In the HuggingFace/Bluesky incident, the problem goes deeper than whether the data is "public" or "private" What matters to people is whether their data was collected, which data was collected, how it may be used, and who it may be used by - ThreadSky

ryanjgallag.com • 91 days ago

In the HuggingFace/Bluesky incident, the problem goes deeper than whether the data is "public" or "private"

What matters to people is whether their data was collected, which data was collected, how it may be used, and who it may be used by

Comments

cv-danes.com•91 days ago

Unless specific guardrails are in place on the site, the current [purposely] lax US stance on data privacy means that you should assume anything you post will be harvested and misused. So post accordingly.

ryanjgallag.com•91 days ago

1) Whose data was collected?

In theory, anyone's. Bluesky is designed to make everyone's data accessible. You don't even need to authenticate to grab the data from an API!

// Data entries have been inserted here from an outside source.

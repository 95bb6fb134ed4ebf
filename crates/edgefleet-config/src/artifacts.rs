use serde::{Deserialize, Serialize};

#[derive(Debug, Clone, PartialEq, Serialize, Deserialize)]
pub struct ArtifactsDef {
  /// Directory on each node holding `manifest.json`, `blobs/` and `partial/`.
  #[serde(default = "default_root")]
  pub root: String,
  #[serde(default = "default_chunk_size")]
  pub chunk_size: u64,
}

impl Default for ArtifactsDef {
  fn default() -> Self {
    Self {
      root: default_root(),
      chunk_size: default_chunk_size(),
    }
  }
}

fn default_root() -> String {
  "/var/lib/edgefleet/models".to_string()
}

fn default_chunk_size() -> u64 {
  8 * 1024 * 1024
}
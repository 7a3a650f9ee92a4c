//! Scene script representation
//!
//! A [`Script`] is plain data: an ordered list of [`Step`]s plus where the
//! session goes once the last step is done. The scripts themselves live in
//! [`crate::scenes`] as static tables.

use serde::Serialize;
use std::time::Duration;

/// One unit of scripted playback
#[derive(Debug, Clone, Copy, PartialEq, Eq, Serialize)]
#[serde(tag = "type", content = "args")]
pub enum Step {
    /// Type the text out character by character, then break the line
    Reveal(&'static str),
    /// Write the text and a line break at once
    WriteLine(&'static str),
    /// Pause playback
    Delay(#[serde(with = "millis")] Duration),
    /// Act on something other than the display
    Effect(SideEffect),
}

/// Non-display actions a script can trigger
#[derive(Debug, Clone, Copy, PartialEq, Eq, Serialize)]
pub enum SideEffect {
    /// Append an audit record
    RecordAudit(&'static str),
    /// Write the Sector 11 log followed by every audit record so far
    WriteAuditLog,
    /// Save the classified report to the export directory
    ExportReport,
}

/// Where the session goes after the script's last step
#[derive(Debug, Clone, Copy, PartialEq, Eq, Serialize)]
pub enum Finish {
    Menu,
    Pause,
    Exit,
}

/// Identifies a scene script
#[derive(Debug, Clone, Copy, PartialEq, Eq, Hash, Serialize)]
#[serde(rename_all = "snake_case")]
pub enum SceneId {
    Login,
    Surveillance,
    Tracker,
    Diagnostics,
    DataTransfer,
    CommMatrix,
    SensorReadings,
    Exit,
}

impl SceneId {
    pub const ALL: [SceneId; 8] = [
        SceneId::Login,
        SceneId::Surveillance,
        SceneId::Tracker,
        SceneId::Diagnostics,
        SceneId::DataTransfer,
        SceneId::CommMatrix,
        SceneId::SensorReadings,
        SceneId::Exit,
    ];

    pub fn name(self) -> &'static str {
        match self {
            SceneId::Login => "login",
            SceneId::Surveillance => "surveillance",
            SceneId::Tracker => "tracker",
            SceneId::Diagnostics => "diagnostics",
            SceneId::DataTransfer => "data_transfer",
            SceneId::CommMatrix => "comm_matrix",
            SceneId::SensorReadings => "sensor_readings",
            SceneId::Exit => "exit",
        }
    }

    pub fn from_name(name: &str) -> Option<SceneId> {
        SceneId::ALL.into_iter().find(|id| id.name() == name)
    }
}

/// A fixed, linear scene
#[derive(Debug, Clone, Copy, PartialEq, Eq, Serialize)]
pub struct Script {
    pub id: SceneId,
    pub steps: &'static [Step],
    pub finish: Finish,
}

impl Script {
    /// Total scripted delay, ignoring reveal pacing
    pub fn total_delay(&self) -> Duration {
        self.steps
            .iter()
            .filter_map(|step| match step {
                Step::Delay(d) => Some(*d),
                _ => None,
            })
            .sum()
    }

    /// Audit descriptions this script records, in order
    pub fn audit_descriptions(&self) -> impl Iterator<Item = &'static str> + '_ {
        self.steps.iter().filter_map(|step| match step {
            Step::Effect(SideEffect::RecordAudit(description)) => Some(*description),
            _ => None,
        })
    }
}

mod millis {
    use serde::Serializer;
    use std::time::Duration;

    pub fn serialize<S: Serializer>(d: &Duration, s: S) -> Result<S::Ok, S::Error> {
        s.serialize_u64(d.as_millis() as u64)
    }
}
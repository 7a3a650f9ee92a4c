//! Output surfaces the display driver writes to
//!
//! [`Screen`] is the in-memory surface. It tracks the visible contents, a
//! transcript that survives `clear`, the prompt label and the input field.
//! The ANSI console in [`crate::cli::console`] mirrors one of these.

use crate::types::{InputField, Prompt};
use std::io;

/// Everything the driver and the session need from the page
pub trait Surface {
    /// Append text to the output region. `\n` breaks the line.
    fn append(&mut self, text: &str) -> io::Result<()>;

    /// Reset the output region to empty
    fn clear(&mut self) -> io::Result<()>;

    fn set_prompt(&mut self, prompt: Prompt) -> io::Result<()>;

    fn prompt(&self) -> Prompt;

    fn input(&self) -> &InputField;

    fn input_mut(&mut self) -> &mut InputField;

    fn scroll_to_bottom(&mut self) -> io::Result<()>;
}

/// In-memory output surface
#[derive(Debug, Clone, Default, PartialEq, Eq)]
pub struct Screen {
    contents: String,
    transcript: String,
    prompt: Prompt,
    input: InputField,
    scrolls: usize,
}

impl Screen {
    pub fn new() -> Self {
        Self::default()
    }

    /// What is visible right now
    pub fn contents(&self) -> &str {
        &self.contents
    }

    /// Everything ever written, across clears
    pub fn transcript(&self) -> &str {
        &self.transcript
    }

    pub fn is_blank(&self) -> bool {
        self.contents.is_empty()
    }

    /// How many times the view was scrolled to the bottom
    pub fn scroll_count(&self) -> usize {
        self.scrolls
    }
}

impl Surface for Screen {
    fn append(&mut self, text: &str) -> io::Result<()> {
        self.contents.push_str(text);
        self.transcript.push_str(text);
        Ok(())
    }

    fn clear(&mut self) -> io::Result<()> {
        self.contents.clear();
        Ok(())
    }

    fn set_prompt(&mut self, prompt: Prompt) -> io::Result<()> {
        self.prompt = prompt;
        Ok(())
    }

    fn prompt(&self) -> Prompt {
        self.prompt
    }

    fn input(&self) -> &InputField {
        &self.input
    }

    fn input_mut(&mut self) -> &mut InputField {
        &mut self.input
    }

    fn scroll_to_bottom(&mut self) -> io::Result<()> {
        self.scrolls += 1;
        Ok(())
    }
}

#[cfg(test)]
mod tests {
    use super::*;

    #[test]
    fn clear_is_idempotent() {
        let mut screen = Screen::new();
        screen.append("ACCESS GRANTED.\n").unwrap();

        for _ in 0..3 {
            screen.clear().unwrap();
            assert!(screen.is_blank());
        }
        assert_eq!(screen.contents(), "");
    }

    #[test]
    fn transcript_survives_clear() {
        let mut screen = Screen::new();
        screen.append("first\n").unwrap();
        screen.clear().unwrap();
        screen.append("second\n").unwrap();

        assert_eq!(screen.contents(), "second\n");
        assert_eq!(screen.transcript(), "first\nsecond\n");
    }

    #[test]
    fn new_screen_has_hidden_prompt_and_disabled_input() {
        let screen = Screen::new();
        assert_eq!(screen.prompt(), Prompt::Hidden);
        assert!(!screen.input().is_enabled());
        assert_eq!(screen.scroll_count(), 0);
    }
}
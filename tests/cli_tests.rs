//! Tests for the command-line layer: config files, dumps and the console

use jrl_terminal::cli::console::Console;
use jrl_terminal::cli::dump;
use jrl_terminal::cli::play::{StampedLine, drive};
use jrl_terminal::{MemoryExporter, Mode, Session, TerminalConfig, TerminalError};
use std::time::Duration;
use tokio::sync::mpsc;
use tokio::time::Instant;

#[test]
fn config_file_overrides_pacing() {
    let dir = tempfile::tempdir().unwrap();
    let path = dir.path().join("jrl.json");
    std::fs::write(&path, r#"{ "char_interval_ms": 5, "export_dir": "out" }"#).unwrap();

    let config = TerminalConfig::load(&path).unwrap();
    assert_eq!(config.char_interval(), Duration::from_millis(5));
    assert_eq!(config.delay_scale, 1.0);
    assert_eq!(config.export_dir, std::path::PathBuf::from("out"));
}

#[test]
fn broken_config_names_the_file() {
    let dir = tempfile::tempdir().unwrap();
    let path = dir.path().join("broken.json");
    std::fs::write(&path, "{ char_interval_ms: ").unwrap();

    let err = TerminalConfig::load(&path).unwrap_err();
    assert!(matches!(err, TerminalError::Config { .. }));
    assert!(err.to_string().contains("broken.json"));
}

#[test]
fn dump_lists_every_scene_with_a_hash() {
    let json = dump::dump(None).unwrap();
    let scripts: serde_json::Value = serde_json::from_str(&json).unwrap();

    for script in scripts.as_array().unwrap() {
        assert_eq!(script["content_hash"].as_str().unwrap().len(), 32);
    }
    assert_eq!(scripts[0]["scene"], "login");
    assert_eq!(scripts[0]["finish"], "Menu");
}

#[tokio::test(start_paused = true)]
async fn console_session_plays_through_to_exit() {
    let session = Session::new(Console::new(Vec::new()), Box::new(MemoryExporter::new()));
    let (tx, rx) = mpsc::unbounded_channel();
    let driver = tokio::spawn(drive(session, rx));

    // Let boot finish so the lines below are not stale
    tokio::time::sleep(Duration::from_secs(120)).await;
    for text in ["5", "", "7"] {
        tx.send(Ok(StampedLine {
            text: text.to_string(),
            at: Instant::now(),
        }))
        .unwrap();
        tokio::time::sleep(Duration::from_secs(120)).await;
    }

    let session = driver.await.unwrap().unwrap();
    assert_eq!(session.mode(), Mode::Exited);

    let out = String::from_utf8(session.into_surface().into_inner()).unwrap();
    assert!(out.contains("ACCESS GRANTED. Welcome."));
    assert!(out.contains("EXTERNAL COMMUNICATIONS LOG - ENCRYPTED"));
    assert!(out.contains("\x1b[2J\x1b[H"));
    assert!(out.contains("JRL_ADMIN> "));
    assert!(out.ends_with("System Shutdown Complete.\n"));
}
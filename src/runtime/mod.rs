//! Scene sequencer
//!
//! Plays a [`Script`] one step at a time. Each step is awaited to
//! completion before the next one starts, and a started script always
//! runs to its end.

use crate::config::scale_delay;
use crate::display::{DisplayDriver, Surface};
use crate::error::TerminalError;
use crate::export::Exporter;
use crate::scenes::content::{CLASSIFIED_REPORT, REPORT_FILE_NAME, SECTOR_11_LOG};
use crate::types::{AuditLog, Finish, Script, SideEffect, Step};
use std::time::Duration;

pub mod debug;

/// Everything a step may touch while it runs
pub struct SceneContext<'a, S: Surface> {
    pub driver: &'a mut DisplayDriver<S>,
    pub audit: &'a mut AuditLog,
    pub exporter: &'a dyn Exporter,
    /// Multiplier for `Step::Delay`
    pub delay_scale: f32,
}

/// Run every step of `script` in order and report how it finishes
pub async fn play<S: Surface>(
    script: &Script,
    ctx: &mut SceneContext<'_, S>,
) -> Result<Finish, TerminalError> {
    log::info!("[Scene] {} started ({} steps)", script.id.name(), script.steps.len());

    for (index, step) in script.steps.iter().enumerate() {
        log::debug!("[Scene] {} step {}: {:?}", script.id.name(), index, step);
        run_step(step, ctx).await?;
    }

    log::info!("[Scene] {} finished -> {:?}", script.id.name(), script.finish);
    Ok(script.finish)
}

/// Run a single step
pub async fn run_step<S: Surface>(
    step: &Step,
    ctx: &mut SceneContext<'_, S>,
) -> Result<(), TerminalError> {
    match step {
        Step::Reveal(text) => ctx.driver.reveal(text).await,
        Step::WriteLine(text) => ctx.driver.write_line(text),
        Step::Delay(delay) => {
            let scaled = scale_delay(*delay, ctx.delay_scale);
            if scaled > Duration::ZERO {
                tokio::time::sleep(scaled).await;
            }
            Ok(())
        }
        Step::Effect(effect) => run_effect(*effect, ctx).await,
    }
}

async fn run_effect<S: Surface>(
    effect: SideEffect,
    ctx: &mut SceneContext<'_, S>,
) -> Result<(), TerminalError> {
    match effect {
        SideEffect::RecordAudit(description) => {
            ctx.audit.record(description);
            Ok(())
        }
        SideEffect::WriteAuditLog => {
            ctx.driver.surface_mut().append(SECTOR_11_LOG)?;
            ctx.driver.surface_mut().append(&ctx.audit.render())?;
            Ok(())
        }
        SideEffect::ExportReport => {
            // A failed save never interrupts the scene
            match ctx.exporter.export(REPORT_FILE_NAME, CLASSIFIED_REPORT).await {
                Ok(path) => log::debug!("[Export] report saved to {}", path.display()),
                Err(err) => log::warn!("[Export] report not saved: {err}"),
            }
            Ok(())
        }
    }
}
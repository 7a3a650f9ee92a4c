//! Core types for the terminal
//!
//! - State: session mode, prompt label and the input field
//! - Event: keyboard input delivered to the session
//! - Step: scene scripts as plain data
//! - Audit: the in-memory audit trail

pub mod audit;
pub mod event;
pub mod state;
pub mod step;

pub use audit::{AuditLog, AuditRecord};
pub use event::Event;
pub use state::{InputField, Mode, Prompt};
pub use step::{Finish, SceneId, Script, SideEffect, Step};
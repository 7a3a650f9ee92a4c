//! Report export
//!
//! The data transfer scene "downloads" a classified report. In a terminal
//! that means writing the fixed payload into the export directory.

use crate::error::TerminalError;
use async_trait::async_trait;
use std::path::{Path, PathBuf};
use std::sync::Mutex;

/// Destination for exported files
#[async_trait]
pub trait Exporter: Send + Sync {
    /// Save `contents` under `file_name`, returning where it landed
    async fn export(&self, file_name: &str, contents: &str) -> Result<PathBuf, TerminalError>;
}

/// Writes exports into a directory on disk
pub struct DirectoryExporter {
    base_path: PathBuf,
}

impl DirectoryExporter {
    pub fn new<P: Into<PathBuf>>(base_path: P) -> Self {
        Self {
            base_path: base_path.into(),
        }
    }

    pub fn base_path(&self) -> &Path {
        &self.base_path
    }
}

#[async_trait]
impl Exporter for DirectoryExporter {
    async fn export(&self, file_name: &str, contents: &str) -> Result<PathBuf, TerminalError> {
        tokio::fs::create_dir_all(&self.base_path)
            .await
            .map_err(|e| TerminalError::export(&self.base_path, e))?;

        let path = self.base_path.join(file_name);
        tokio::fs::write(&path, contents)
            .await
            .map_err(|e| TerminalError::export(&path, e))?;

        log::info!("exported {}", path.display());
        Ok(path)
    }
}

/// Keeps exports in memory
#[derive(Default)]
pub struct MemoryExporter {
    files: Mutex<Vec<(String, String)>>,
}

impl MemoryExporter {
    pub fn new() -> Self {
        Self::default()
    }

    /// Every `(file_name, contents)` exported so far, in order
    pub fn files(&self) -> Vec<(String, String)> {
        match self.files.lock() {
            Ok(files) => files.clone(),
            Err(poisoned) => poisoned.into_inner().clone(),
        }
    }
}

#[async_trait]
impl Exporter for MemoryExporter {
    async fn export(&self, file_name: &str, contents: &str) -> Result<PathBuf, TerminalError> {
        let mut files = match self.files.lock() {
            Ok(files) => files,
            Err(poisoned) => poisoned.into_inner(),
        };
        files.push((file_name.to_string(), contents.to_string()));
        Ok(PathBuf::from(file_name))
    }
}

#[async_trait]
impl<E: Exporter + ?Sized> Exporter for std::sync::Arc<E> {
    async fn export(&self, file_name: &str, contents: &str) -> Result<PathBuf, TerminalError> {
        (**self).export(file_name, contents).await
    }
}
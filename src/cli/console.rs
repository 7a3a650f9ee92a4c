//! ANSI terminal surface
//!
//! Mirrors a [`Screen`] and writes everything through to a terminal.

use crate::display::{Screen, Surface};
use crate::types::{InputField, Prompt};
use std::io::{self, Write};

const CLEAR_SCREEN: &[u8] = b"\x1b[2J\x1b[H";

pub struct Console<W: Write> {
    screen: Screen,
    out: W,
}

impl Console<io::Stdout> {
    pub fn stdout() -> Self {
        Self::new(io::stdout())
    }
}

impl<W: Write> Console<W> {
    pub fn new(out: W) -> Self {
        Self {
            screen: Screen::new(),
            out,
        }
    }

    /// The in-memory mirror of what has been written
    pub fn screen(&self) -> &Screen {
        &self.screen
    }

    pub fn into_inner(self) -> W {
        self.out
    }

    /// Print the prompt label so the operator knows input is open
    pub fn show_prompt(&mut self) -> io::Result<()> {
        self.out.write_all(self.screen.prompt().label().as_bytes())?;
        self.out.flush()
    }
}

impl<W: Write> Surface for Console<W> {
    fn append(&mut self, text: &str) -> io::Result<()> {
        self.screen.append(text)?;
        self.out.write_all(text.as_bytes())?;
        self.out.flush()
    }

    fn clear(&mut self) -> io::Result<()> {
        self.screen.clear()?;
        self.out.write_all(CLEAR_SCREEN)?;
        self.out.flush()
    }

    fn set_prompt(&mut self, prompt: Prompt) -> io::Result<()> {
        self.screen.set_prompt(prompt)
    }

    fn prompt(&self) -> Prompt {
        self.screen.prompt()
    }

    fn input(&self) -> &InputField {
        self.screen.input()
    }

    fn input_mut(&mut self) -> &mut InputField {
        self.screen.input_mut()
    }

    fn scroll_to_bottom(&mut self) -> io::Result<()> {
        // Terminals follow the cursor; flushing is all that is needed
        self.screen.scroll_to_bottom()?;
        self.out.flush()
    }
}

#[cfg(test)]
mod tests {
    use super::*;

    #[test]
    fn writes_through_and_mirrors() {
        let mut console = Console::new(Vec::new());
        console.append("ACCESS GRANTED.\n").unwrap();

        assert_eq!(console.screen().contents(), "ACCESS GRANTED.\n");
        assert_eq!(console.into_inner(), b"ACCESS GRANTED.\n");
    }

    #[test]
    fn clear_emits_ansi_reset() {
        let mut console = Console::new(Vec::new());
        console.append("menu\n").unwrap();
        console.clear().unwrap();

        assert!(console.screen().is_blank());
        assert!(console.into_inner().ends_with(CLEAR_SCREEN));
    }

    #[test]
    fn prompt_is_printed_on_request() {
        let mut console = Console::new(Vec::new());
        console.set_prompt(Prompt::Admin).unwrap();
        console.show_prompt().unwrap();

        assert_eq!(console.into_inner(), b"JRL_ADMIN> ");
    }
}
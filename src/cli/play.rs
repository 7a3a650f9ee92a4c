//! Interactive terminal mode
//!
//! Stdin is read on its own task. Each line is stamped with when it
//! arrived, so lines typed while a scene was playing can be discarded by
//! the session instead of being replayed afterwards.

use crate::cli::console::Console;
use crate::config::TerminalConfig;
use crate::export::DirectoryExporter;
use crate::session::Session;
use crate::types::Event;
use std::io::{self, Write};
use tokio::io::{AsyncBufRead, AsyncBufReadExt, BufReader};
use tokio::sync::mpsc;
use tokio::time::Instant;

/// A line of input and when it was read
#[derive(Debug)]
pub struct StampedLine {
    pub text: String,
    pub at: Instant,
}

/// Run the terminal against stdin/stdout until exit or end of input
pub async fn run_play(config: &TerminalConfig) -> anyhow::Result<()> {
    let exporter = DirectoryExporter::new(&config.export_dir);
    let session = Session::with_config(Console::stdout(), Box::new(exporter), config);

    let (tx, rx) = mpsc::unbounded_channel();
    tokio::spawn(read_lines(BufReader::new(tokio::io::stdin()), tx));

    drive(session, rx).await?;
    Ok(())
}

/// Boot the session, then feed it lines until it exits or input ends
pub async fn drive<W: Write>(
    mut session: Session<Console<W>>,
    mut lines: mpsc::UnboundedReceiver<io::Result<StampedLine>>,
) -> anyhow::Result<Session<Console<W>>> {
    session.boot().await?;
    session.surface_mut().show_prompt()?;

    while let Some(line) = lines.recv().await {
        let line = line?;
        let mut moved = false;
        for event in Event::line(&line.text) {
            if session.handle_at(event, line.at).await?.is_some() {
                moved = true;
            }
        }

        if session.mode().is_terminal() {
            break;
        }
        if moved {
            session.surface_mut().show_prompt()?;
        }
    }

    Ok(session)
}

/// Forward lines from `reader` until it ends or the receiver goes away
///
/// Bytes that are not valid UTF-8 are replaced rather than ending input.
pub async fn read_lines<R: AsyncBufRead + Unpin>(
    mut reader: R,
    tx: mpsc::UnboundedSender<io::Result<StampedLine>>,
) {
    let mut buf = Vec::new();
    loop {
        buf.clear();
        match reader.read_until(b'\n', &mut buf).await {
            Ok(0) => break,
            Ok(_) => {
                let text = match String::from_utf8(buf.clone()) {
                    Ok(text) => text,
                    Err(err) => {
                        log::warn!("[Input] line is not valid UTF-8: {err}");
                        String::from_utf8_lossy(&buf).into_owned()
                    }
                };
                let stamped = StampedLine {
                    text: text.trim_end_matches(['\n', '\r']).to_string(),
                    at: Instant::now(),
                };
                if tx.send(Ok(stamped)).is_err() {
                    break;
                }
            }
            Err(err) => {
                let _ = tx.send(Err(err));
                break;
            }
        }
    }
}

#[cfg(test)]
mod tests {
    use super::*;
    use crate::export::MemoryExporter;
    use crate::types::Mode;

    fn fast_session() -> Session<Console<Vec<u8>>> {
        Session::with_config(
            Console::new(Vec::new()),
            Box::new(MemoryExporter::new()),
            &TerminalConfig::default().fast(),
        )
    }

    #[tokio::test]
    async fn read_lines_forwards_each_line() {
        let (tx, mut rx) = mpsc::unbounded_channel();
        read_lines(&b"1\n\n7\n"[..], tx).await;

        let mut texts = Vec::new();
        while let Some(line) = rx.recv().await {
            texts.push(line.unwrap().text);
        }
        assert_eq!(texts, ["1", "", "7"]);
    }

    #[tokio::test]
    async fn read_lines_replaces_invalid_utf8() {
        let (tx, mut rx) = mpsc::unbounded_channel();
        read_lines(&b"\xff\r\n7"[..], tx).await;

        let first = rx.recv().await.unwrap().unwrap();
        assert_eq!(first.text, "\u{FFFD}");
        let second = rx.recv().await.unwrap().unwrap();
        assert_eq!(second.text, "7");
        assert!(rx.recv().await.is_none());
    }

    #[tokio::test(start_paused = true)]
    async fn garbled_line_does_not_end_the_session() {
        let (tx, rx) = mpsc::unbounded_channel();
        let handle = tokio::spawn(drive(fast_session(), rx));
        tokio::time::sleep(std::time::Duration::from_secs(1)).await;

        read_lines(&b"\xff\n7\n"[..], tx).await;

        let session = handle.await.unwrap().unwrap();
        assert_eq!(session.mode(), Mode::Exited);
        assert!(
            session
                .surface()
                .screen()
                .transcript()
                .contains(crate::scenes::content::INVALID_SELECTION)
        );
    }

    #[tokio::test]
    async fn drive_stops_at_exit() {
        let (tx, rx) = mpsc::unbounded_channel();
        let session = fast_session();

        let handle = tokio::spawn(async move { drive(session, rx).await });
        tokio::task::yield_now().await;
        for text in ["3", "", "7", "1"] {
            tokio::time::sleep(std::time::Duration::from_millis(5)).await;
            // The session stops listening after "7"
            let _ = tx.send(Ok(StampedLine {
                text: text.to_string(),
                at: Instant::now(),
            }));
        }

        let session = handle.await.unwrap().unwrap();
        assert_eq!(session.mode(), Mode::Exited);
        let console = session.into_surface();
        let out = String::from_utf8(console.into_inner()).unwrap();
        assert!(out.contains("Total Memory: 65536MB"));
        assert!(out.ends_with("System Shutdown Complete.\n"));
    }

    #[tokio::test]
    async fn lines_typed_before_boot_finishes_are_dropped() {
        let (tx, rx) = mpsc::unbounded_channel();
        let early = Instant::now()
            .checked_sub(std::time::Duration::from_millis(1))
            .unwrap();
        tx.send(Ok(StampedLine {
            text: "7".to_string(),
            at: early,
        }))
        .unwrap();
        drop(tx);

        let session = drive(fast_session(), rx).await.unwrap();
        assert_eq!(session.mode(), Mode::Menu);
    }
}
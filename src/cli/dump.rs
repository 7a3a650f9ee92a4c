//! Dump scene scripts as JSON
//!
//! Each script carries an md5 fingerprint of its display text, so content
//! changes show up in diffs of the dump even when step counts don't move.

use crate::error::TerminalError;
use crate::scenes;
use crate::types::{Finish, SceneId, Script, Step};
use serde::Serialize;

#[derive(Serialize)]
struct ScriptDump {
    scene: SceneId,
    finish: Finish,
    content_hash: String,
    steps: &'static [Step],
}

impl From<Script> for ScriptDump {
    fn from(script: Script) -> Self {
        Self {
            scene: script.id,
            finish: script.finish,
            content_hash: content_hash(&script),
            steps: script.steps,
        }
    }
}

/// md5 over the text the script displays, one line per step
pub fn content_hash(script: &Script) -> String {
    let mut text = String::new();
    for step in script.steps {
        if let Step::Reveal(line) | Step::WriteLine(line) = step {
            text.push_str(line);
            text.push('\n');
        }
    }
    format!("{:x}", md5::compute(text.as_bytes()))
}

/// Pretty JSON for one scene by name, or for all of them
pub fn dump(scene: Option<&str>) -> Result<String, TerminalError> {
    let dumps: Vec<ScriptDump> = match scene {
        Some(name) => {
            let id = SceneId::from_name(name)
                .ok_or_else(|| TerminalError::UnknownScene(name.to_string()))?;
            vec![scenes::script(id).into()]
        }
        None => scenes::all_scripts().map(ScriptDump::from).collect(),
    };
    Ok(serde_json::to_string_pretty(&dumps)?)
}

ryanjgallag.com•91 days ago

While Bluesky is very transparent about how it's built this way intentionally, not everyone realizes this means nearly all user data is easily accessible by pretty much everyone

It's a major shortcoming that the AT protocol does not currently accommodate any sense of "private" data

ryanjgallag.com•91 days ago

2) What data was collected?

Post and account data was hosted *directly* on HuggingFace

Best practice for sharing social media publicly is to post the IDs of posts and accounts, rather than the posts and accounts themselves

Then, researchers can use these IDs to "rehydrate" the data themselves

ryanjgallag.com•91 days ago

This has several benefits

If a user deletes their post or account, then their data is not persisted outside of the system

It also adds friction. Using the data requires more time and effort (spent rehydrating it) than simply downloading a large file from HuggingFace

ryanjgallag.com•91 days ago

3) How was the data going to be used?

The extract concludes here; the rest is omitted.